Thursday, April 13, 2017

WI DNR yet to fix PCB pollution at Madison plant

The "chamber of commerce mentality" Wisconsin DNR directed statewide by right-wing GOP Gov. Scott Walker and former developer Cathy Stepp since 2011
Wisconsin DNR Secretary Cathy Stepp proudly shows off her first deer, taken opening weekend last year. In the upcoming TV Special "Deer Hunt Wisconsin 2012, Stepp urges male hunters to take more girls and women hunting. "The secret's out," she says. "Hunting is a lot of fun, so don't keep it to yourselves."  photo courtesy of Wisconsin DNR
has intentionally pared back pollution enforcement work and focus - - one of many accounts, here - - so it is not surprising that the agency has yet to stop toxic PCB contamination somehow still leaving a Madison East side manufacturing plant after years of 'action,' the Wisconsin State Journal reports today:
Months after state regulators approved the final cleanup of toxic soil next to a busy Madison bike path, additional high concentrations of PCBs were discovered.
Toxins were traced to an underground pipe that drains water from the adjacent Madison-Kipp Corp. plant, raising new questions about how the government has handled a tangle of pollution problems at the factory.
PCBs have been long banned, but residual contamination persists and needs assertive cleanup to protect public health.

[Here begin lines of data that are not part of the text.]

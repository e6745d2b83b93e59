use axum::{
    extract::{Path, Query, State},
    http::StatusCode,
    Json,
};
use serde::Deserialize;
use uuid::Uuid;

use crate::api::errors::ApiError;
use crate::api::middleware::AuthContext;
use crate::api::state::AppState;
use crate::domain::message::{Message, MessageContent, MessageFilter, MessageType, NewMessage, Recipient};
use crate::orchestration::{BroadcastReport, BroadcastRequest};

/// Request body for a point-to-point message
///
/// Exactly one of `to_agent_id` and `team_id` must be set.
#[derive(Debug, Deserialize)]
pub struct SendMessageRequest {
    pub from_agent_id: Option<Uuid>,
    pub to_agent_id: Option<Uuid>,
    pub team_id: Option<Uuid>,
    pub message_type: MessageType,
    pub content: MessageContent,
    pub parent_message_id: Option<Uuid>,
    pub thread_id: Option<Uuid>,
}

#[derive(Debug, Deserialize)]
pub struct BroadcastMessageRequest {
    pub from_agent_id: Option<Uuid>,
    pub message_type: MessageType,
    pub content: MessageContent,
    pub thread_id: Option<Uuid>,
}

/// POST /api/messages
pub async fn send_message(
    State(state): State<AppState>,
    auth: AuthContext,
    Json(req): Json<SendMessageRequest>,
) -> Result<(StatusCode, Json<Message>), ApiError> {
    let recipient = Recipient::from_parts(req.to_agent_id, req.team_id).map_err(ApiError::bad_request)?;
    let new = NewMessage {
        from_agent_id: req.from_agent_id,
        parent_message_id: req.parent_message_id,
        thread_id: req.thread_id,
        ..NewMessage::new(recipient, req.message_type, req.content)
    };

    let message = state.services.bus.send(auth.workspace_id, new).await?;
    Ok((StatusCode::CREATED, Json(message)))
}

/// Fan a message out to every active member of a team
///
/// POST /api/teams/:id/broadcast
pub async fn broadcast_message(
    State(state): State<AppState>,
    auth: AuthContext,
    Path(team_id): Path<Uuid>,
    Json(req): Json<BroadcastMessageRequest>,
) -> Result<(StatusCode, Json<BroadcastReport>), ApiError> {
    let report = state
        .services
        .bus
        .broadcast(
            auth.workspace_id,
            team_id,
            BroadcastRequest {
                from_agent_id: req.from_agent_id,
                message_type: req.message_type,
                content: req.content,
                thread_id: req.thread_id,
            },
        )
        .await?;
    Ok((StatusCode::CREATED, Json(report)))
}

/// GET /api/messages
pub async fn list_messages(
    State(state): State<AppState>,
    auth: AuthContext,
    Query(filter): Query<MessageFilter>,
) -> Result<Json<Vec<Message>>, ApiError> {
    let messages = state.services.bus.list(auth.workspace_id, &filter).await?;
    Ok(Json(messages))
}

/// GET /api/messages/threads/:thread_id
pub async fn get_thread(
    State(state): State<AppState>,
    auth: AuthContext,
    Path(thread_id): Path<Uuid>,
) -> Result<Json<Vec<Message>>, ApiError> {
    let messages = state.services.bus.thread(auth.workspace_id, thread_id).await?;
    Ok(Json(messages))
}

/// POST /api/messages/:id/read
pub async fn mark_read(
    State(state): State<AppState>,
    auth: AuthContext,
    Path(id): Path<Uuid>,
) -> Result<Json<Message>, ApiError> {
    let message = state.services.bus.mark_read(auth.workspace_id, id).await?;
    Ok(Json(message))
}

Here is a DNR webpage devoted to the Madison case.

Also take in information about how the Wisconsin GOP Attorney General is making his own smudge on the Wisconsin environment by giving polluters laid-back preferences.

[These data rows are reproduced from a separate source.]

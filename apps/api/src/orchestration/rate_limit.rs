use std::collections::HashMap;
use std::sync::Mutex;
use std::time::Duration;
use tokio::time::Instant;
use uuid::Uuid;

use super::errors::{EngineError, EngineResult};

/// Throttles callers per `(workspace, user)`
pub trait RateLimiter: Send + Sync {
    fn check(&self, workspace_id: Uuid, user_id: Uuid) -> EngineResult<()>;
}

/// Allows `limit` calls per key within each fixed window
pub struct FixedWindowRateLimiter {
    limit: u32,
    window: Duration,
    windows: Mutex<HashMap<(Uuid, Uuid), (Instant, u32)>>,
}

impl FixedWindowRateLimiter {
    pub fn new(limit: u32, window: Duration) -> Self {
        Self {
            limit,
            window,
            windows: Mutex::new(HashMap::new()),
        }
    }

    pub fn per_minute(limit: u32) -> Self {
        Self::new(limit, Duration::from_secs(60))
    }
}

impl RateLimiter for FixedWindowRateLimiter {
    fn check(&self, workspace_id: Uuid, user_id: Uuid) -> EngineResult<()> {
        let now = Instant::now();
        let Ok(mut windows) = self.windows.lock() else {
            tracing::warn!("rate limiter lock poisoned, allowing request");
            return Ok(());
        };

        windows.retain(|_, (started, _)| now.duration_since(*started) < self.window);
        let entry = windows.entry((workspace_id, user_id)).or_insert((now, 0));

        if entry.1 >= self.limit {
            let remaining = self.window.saturating_sub(now.duration_since(entry.0));
            return Err(EngineError::RateLimited {
                retry_after_secs: remaining.as_secs().max(1),
            });
        }

        entry.1 += 1;
        Ok(())
    }
}
use async_trait::async_trait;
use std::collections::HashMap;
use std::sync::{RwLock, RwLockReadGuard, RwLockWriteGuard};
use uuid::Uuid;

use crate::domain::agent::Agent;
use crate::domain::approval::{ApprovalRequest, ApprovalStatus};
use crate::domain::audit::{AuditLogEntry, AuditQuery};
use crate::domain::execution::{ExecutionStatus, WorkflowExecution};
use crate::domain::message::{Message, MessageFilter, MessageStatus};
use crate::domain::repositories::{
    AgentRepository, ApprovalRepository, AuditRepository, ExecutionRepository, MessageRepository, RepoResult,
    RepositoryError, TeamRepository, WorkflowRepository,
};
use crate::domain::team::Team;
use crate::domain::workflow::Workflow;

/// Workspace-keyed table guarded by a std `RwLock`
///
/// Locks are only held for the duration of a map operation, never across
/// an await point.
struct Table<T> {
    rows: RwLock<HashMap<Uuid, T>>,
}

impl<T: Clone> Table<T> {
    fn new() -> Self {
        Self {
            rows: RwLock::new(HashMap::new()),
        }
    }

    fn read(&self) -> RepoResult<RwLockReadGuard<'_, HashMap<Uuid, T>>> {
        self.rows
            .read()
            .map_err(|_| RepositoryError::Unavailable("in-memory store lock poisoned".to_string()))
    }

    fn write(&self) -> RepoResult<RwLockWriteGuard<'_, HashMap<Uuid, T>>> {
        self.rows
            .write()
            .map_err(|_| RepositoryError::Unavailable("in-memory store lock poisoned".to_string()))
    }

    fn select(&self, predicate: impl Fn(&T) -> bool) -> RepoResult<Vec<T>> {
        Ok(self.read()?.values().filter(|row| predicate(row)).cloned().collect())
    }
}

fn paginate<T>(rows: Vec<T>, offset: u32, limit: u32) -> Vec<T> {
    rows.into_iter().skip(offset as usize).take(limit as usize).collect()
}

pub struct InMemoryAgentRepository {
    agents: Table<Agent>,
}

impl InMemoryAgentRepository {
    pub fn new() -> Self {
        Self { agents: Table::new() }
    }
}

impl Default for InMemoryAgentRepository {
    fn default() -> Self {
        Self::new()
    }
}

#[async_trait]
impl AgentRepository for InMemoryAgentRepository {
    async fn save(&self, agent: &Agent) -> RepoResult<()> {
        self.agents.write()?.insert(agent.id, agent.clone());
        Ok(())
    }

    async fn find_by_id(&self, workspace_id: Uuid, id: Uuid) -> RepoResult<Option<Agent>> {
        Ok(self
            .agents
            .read()?
            .get(&id)
            .filter(|a| a.workspace_id == workspace_id)
            .cloned())
    }

    async fn find_by_workspace(&self, workspace_id: Uuid) -> RepoResult<Vec<Agent>> {
        let mut agents = self.agents.select(|a| a.workspace_id == workspace_id)?;
        agents.sort_by_key(|a| a.created_at);
        Ok(agents)
    }

    async fn find_many(&self, workspace_id: Uuid, ids: &[Uuid]) -> RepoResult<Vec<Agent>> {
        let agents = self.agents.read()?;
        Ok(ids
            .iter()
            .filter_map(|id| agents.get(id))
            .filter(|a| a.workspace_id == workspace_id)
            .cloned()
            .collect())
    }
}

pub struct InMemoryTeamRepository {
    teams: Table<Team>,
}

impl InMemoryTeamRepository {
    pub fn new() -> Self {
        Self { teams: Table::new() }
    }
}

impl Default for InMemoryTeamRepository {
    fn default() -> Self {
        Self::new()
    }
}

#[async_trait]
impl TeamRepository for InMemoryTeamRepository {
    async fn save(&self, team: &Team) -> RepoResult<()> {
        self.teams.write()?.insert(team.id(), team.clone());
        Ok(())
    }

    async fn find_by_id(&self, workspace_id: Uuid, id: Uuid) -> RepoResult<Option<Team>> {
        Ok(self
            .teams
            .read()?
            .get(&id)
            .filter(|t| t.workspace_id() == workspace_id)
            .cloned())
    }

    async fn find_by_workspace(&self, workspace_id: Uuid) -> RepoResult<Vec<Team>> {
        let mut teams = self.teams.select(|t| t.workspace_id() == workspace_id)?;
        teams.sort_by_key(|t| std::cmp::Reverse(t.created_at()));
        Ok(teams)
    }

    async fn delete(&self, workspace_id: Uuid, id: Uuid) -> RepoResult<bool> {
        let mut teams = self.teams.write()?;
        match teams.get(&id) {
            Some(team) if team.workspace_id() == workspace_id => {
                teams.remove(&id);
                Ok(true)
            }
            _ => Ok(false),
        }
    }
}

pub struct InMemoryWorkflowRepository {
    workflows: Table<Workflow>,
}

impl InMemoryWorkflowRepository {
    pub fn new() -> Self {
        Self {
            workflows: Table::new(),
        }
    }
}

impl Default for InMemoryWorkflowRepository {
    fn default() -> Self {
        Self::new()
    }
}

#[async_trait]
impl WorkflowRepository for InMemoryWorkflowRepository {
    async fn save(&self, workflow: &Workflow) -> RepoResult<()> {
        self.workflows.write()?.insert(workflow.id, workflow.clone());
        Ok(())
    }

    async fn find_by_id(&self, workspace_id: Uuid, id: Uuid) -> RepoResult<Option<Workflow>> {
        Ok(self
            .workflows
            .read()?
            .get(&id)
            .filter(|w| w.workspace_id == workspace_id)
            .cloned())
    }

    async fn find_by_workspace(&self, workspace_id: Uuid) -> RepoResult<Vec<Workflow>> {
        let mut workflows = self.workflows.select(|w| w.workspace_id == workspace_id)?;
        workflows.sort_by_key(|w| std::cmp::Reverse(w.created_at));
        Ok(workflows)
    }
}

pub struct InMemoryExecutionRepository {
    executions: Table<WorkflowExecution>,
}

impl InMemoryExecutionRepository {
    pub fn new() -> Self {
        Self {
            executions: Table::new(),
        }
    }
}

impl Default for InMemoryExecutionRepository {
    fn default() -> Self {
        Self::new()
    }
}

#[async_trait]
impl ExecutionRepository for InMemoryExecutionRepository {
    async fn insert(&self, execution: &WorkflowExecution) -> RepoResult<()> {
        let mut executions = self.executions.write()?;
        if executions.contains_key(&execution.id()) {
            return Err(RepositoryError::Query(format!(
                "Execution {} already exists",
                execution.id()
            )));
        }
        executions.insert(execution.id(), execution.clone());
        Ok(())
    }

    async fn find_by_id(&self, workspace_id: Uuid, id: Uuid) -> RepoResult<Option<WorkflowExecution>> {
        Ok(self
            .executions
            .read()?
            .get(&id)
            .filter(|e| e.workspace_id() == workspace_id)
            .cloned())
    }

    async fn compare_and_set(
        &self,
        execution: &WorkflowExecution,
        expected_status: ExecutionStatus,
    ) -> RepoResult<bool> {
        let mut executions = self.executions.write()?;
        let Some(stored) = executions.get_mut(&execution.id()) else {
            return Ok(false);
        };
        if stored.status() != expected_status || stored.revision() != execution.revision() {
            return Ok(false);
        }

        let mut next = execution.clone();
        next.mark_persisted();
        *stored = next;
        Ok(true)
    }

    async fn count_by_workflow(&self, workspace_id: Uuid, workflow_id: Uuid) -> RepoResult<u64> {
        Ok(self
            .executions
            .read()?
            .values()
            .filter(|e| e.workspace_id() == workspace_id && e.workflow_id() == Some(workflow_id))
            .count() as u64)
    }

    async fn find_by_workspace(
        &self,
        workspace_id: Uuid,
        status: Option<ExecutionStatus>,
    ) -> RepoResult<Vec<WorkflowExecution>> {
        let mut executions = self
            .executions
            .select(|e| e.workspace_id() == workspace_id && status.map_or(true, |s| e.status() == s))?;
        executions.sort_by_key(|e| std::cmp::Reverse(e.created_at()));
        Ok(executions)
    }
}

And don't forget that in 2013, court records and reporting showed that representatives of the Madison plant had gone to the Governor's office seeking intervention to limit damage claims that could be made by people living nearby.

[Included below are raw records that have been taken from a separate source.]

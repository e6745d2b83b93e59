use std::sync::Arc;
use uuid::Uuid;

use super::errors::{EngineError, EngineResult};
use super::events::{ActivityBroadcaster, ActivityEvent};
use crate::domain::execution::{ExecutionStatus, WorkflowExecution};
use crate::domain::repositories::ExecutionRepository;

/// Loads and conditionally writes executions
///
/// Every write after the insert is a compare-and-set on status and
/// revision, so two writers can never both move the same execution.
pub struct ExecutionTracker {
    repo: Arc<dyn ExecutionRepository>,
    broadcaster: Arc<dyn ActivityBroadcaster>,
}

impl ExecutionTracker {
    pub fn new(repo: Arc<dyn ExecutionRepository>, broadcaster: Arc<dyn ActivityBroadcaster>) -> Self {
        Self { repo, broadcaster }
    }

    pub async fn load(&self, workspace_id: Uuid, execution_id: Uuid) -> EngineResult<WorkflowExecution> {
        self.repo
            .find_by_id(workspace_id, execution_id)
            .await?
            .ok_or_else(|| EngineError::not_found("Execution", execution_id))
    }

    pub async fn list(
        &self,
        workspace_id: Uuid,
        status: Option<ExecutionStatus>,
    ) -> EngineResult<Vec<WorkflowExecution>> {
        Ok(self.repo.find_by_workspace(workspace_id, status).await?)
    }

    pub async fn insert(&self, execution: &WorkflowExecution) -> EngineResult<()> {
        self.repo.insert(execution).await?;
        Ok(())
    }

    /// Writes `execution` if the stored copy still has `expected` status
    /// and the same revision
    ///
    /// # Errors
    /// - `Conflict` when another writer changed the execution first
    pub async fn commit(&self, execution: &mut WorkflowExecution, expected: ExecutionStatus) -> EngineResult<()> {
        if !self.repo.compare_and_set(execution, expected).await? {
            return Err(EngineError::Conflict(execution.id()));
        }
        execution.mark_persisted();

        if execution.status() != expected {
            tracing::info!(
                execution_id = %execution.id(),
                from = %expected,
                to = %execution.status(),
                "execution status changed"
            );
            self.broadcaster.publish(ActivityEvent::ExecutionStatusChanged {
                workspace_id: execution.workspace_id(),
                execution_id: execution.id(),
                status: execution.status(),
            });
        }
        Ok(())
    }

    /// Moves an execution along one edge of the state machine and commits it
    pub async fn transition(&self, execution: &mut WorkflowExecution, next: ExecutionStatus) -> EngineResult<()> {
        let expected = execution.status();
        execution.transition_to(next)?;
        self.commit(execution, expected).await
    }
}
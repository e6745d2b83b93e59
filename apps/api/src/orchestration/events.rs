// Activity events
//
// State changes are announced to connected clients through an
// `ActivityBroadcaster`. Publishing never fails the operation that caused it.

use serde::{Deserialize, Serialize};
use tokio::sync::broadcast;
use uuid::Uuid;

use crate::domain::execution::ExecutionStatus;
use crate::domain::team::{EscalationAction, TeamEvent};

#[derive(Debug, Clone, PartialEq, Serialize, Deserialize)]
#[serde(tag = "event", rename_all = "snake_case")]
pub enum ActivityEvent {
    ExecutionStatusChanged {
        workspace_id: Uuid,
        execution_id: Uuid,
        status: ExecutionStatus,
    },
    StepFinished {
        workspace_id: Uuid,
        execution_id: Uuid,
        step_id: String,
        success: bool,
    },
    MessageSent {
        workspace_id: Uuid,
        message_id: Uuid,
        thread_id: Uuid,
    },
    ApprovalRequested {
        workspace_id: Uuid,
        approval_id: Uuid,
        execution_id: Uuid,
        step_id: String,
    },
    ApprovalResolved {
        workspace_id: Uuid,
        approval_id: Uuid,
        approved: bool,
    },
    TaskDelegated {
        workspace_id: Uuid,
        execution_id: Uuid,
        agent_id: Uuid,
        task_id: Uuid,
    },
    EscalationTriggered {
        workspace_id: Uuid,
        execution_id: Uuid,
        action: EscalationAction,
        reason: String,
    },
    TeamChanged {
        workspace_id: Uuid,
        change: TeamEvent,
    },
}

impl ActivityEvent {
    pub fn workspace_id(&self) -> Uuid {
        match self {
            ActivityEvent::ExecutionStatusChanged { workspace_id, .. }
            | ActivityEvent::StepFinished { workspace_id, .. }
            | ActivityEvent::MessageSent { workspace_id, .. }
            | ActivityEvent::ApprovalRequested { workspace_id, .. }
            | ActivityEvent::ApprovalResolved { workspace_id, .. }
            | ActivityEvent::TaskDelegated { workspace_id, .. }
            | ActivityEvent::EscalationTriggered { workspace_id, .. }
            | ActivityEvent::TeamChanged { workspace_id, .. } => *workspace_id,
        }
    }
}

pub trait ActivityBroadcaster: Send + Sync {
    fn publish(&self, event: ActivityEvent);
}

/// In-process fan-out over a `tokio::sync::broadcast` channel
///
/// Slow subscribers lag and lose the oldest events; publishers never wait.
pub struct ChannelBroadcaster {
    sender: broadcast::Sender<ActivityEvent>,
}

impl ChannelBroadcaster {
    pub fn new(capacity: usize) -> Self {
        let (sender, _) = broadcast::channel(capacity.max(1));
        Self { sender }
    }

    pub fn subscribe(&self) -> broadcast::Receiver<ActivityEvent> {
        self.sender.subscribe()
    }
}

impl Default for ChannelBroadcaster {
    fn default() -> Self {
        Self::new(256)
    }
}

impl ActivityBroadcaster for ChannelBroadcaster {
    fn publish(&self, event: ActivityEvent) {
        // Err only means nobody is listening
        if self.sender.send(event).is_err() {
            tracing::trace!("activity event dropped, no subscribers");
        }
    }
}

#[cfg(test)]
mod tests {
    use super::*;

    #[tokio::test]
    async fn subscribers_receive_published_events() {
        let broadcaster = ChannelBroadcaster::new(8);
        let mut rx = broadcaster.subscribe();
        let workspace_id = Uuid::new_v4();

        broadcaster.publish(ActivityEvent::MessageSent {
            workspace_id,
            message_id: Uuid::new_v4(),
            thread_id: Uuid::new_v4(),
        });

        let event = rx.recv().await.unwrap();
        assert_eq!(event.workspace_id(), workspace_id);
    }

    #[test]
    fn publishing_without_subscribers_is_fine() {
        let broadcaster = ChannelBroadcaster::default();
        broadcaster.publish(ActivityEvent::ApprovalResolved {
            workspace_id: Uuid::new_v4(),
            approval_id: Uuid::new_v4(),
            approved: true,
        });
    }

    #[test]
    fn events_serialize_with_tag() {
        let event = ActivityEvent::ExecutionStatusChanged {
            workspace_id: Uuid::nil(),
            execution_id: Uuid::nil(),
            status: ExecutionStatus::Paused,
        };
        let value = serde_json::to_value(&event).unwrap();
        assert_eq!(value["event"], "execution_status_changed");
        assert_eq!(value["status"], "paused");
    }

    #[test]
    fn team_changes_nest_the_team_event() {
        let team_id = Uuid::new_v4();
        let event = ActivityEvent::TeamChanged {
            workspace_id: Uuid::nil(),
            change: TeamEvent::AutonomyUpdated { team_id },
        };
        let value = serde_json::to_value(&event).unwrap();
        assert_eq!(value["event"], "team_changed");
        assert_eq!(value["change"]["event"], "autonomy_updated");

        let back: ActivityEvent = serde_json::from_value(value).unwrap();
        assert_eq!(back, event);
    }
}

You wouldn't even make such a ham-handed effort unless you thought the request would be welcomed.


I'd noted the Kipp case in 2014:

You have no doubt seen and read about toxic coal ash spills into a West Virginia river.
Or followed the massive tar sand pipeline break in Michigan and its billion-dollar+ cleanup.
Yet there are other ongoing spills with toxic consequences that have not produced dramatic images, but which are having impacts and raise questions about what kinds of business practices and levels of regulation are tolerated on our collective watches.
Note in this most recent story about the ongoing cleanup beneath the Madison-Kipp metals plant in a residential neighborhood on Madison's east side - - and when I lived a few blocks away during a ten-year period I thought the only environmental issue there was the occasional acrid taint in the air - - that Kipp had been routinely flushing chemical-laden water into the ground.
Right under its plant off busy Atwood Ave., near homes and small businesses, churches and an elementary school, and a few blocks from Lake Monona.
This sickening saga speaks volumes about the free hand with harmful consequences that Walker and top DNR management - - not line workers plugging away in a very tough working environment - - have given some businesses in Wisconsin - - leading, for example, to widespread rural groundwater contamination near feedlots the DNR has enabled through inaction - - and the overall diminution of the basic science and public health and safety mission of the DNR - -  spelled out here in detail.

Run the state like a business, and the bad business that follows is bad for the people.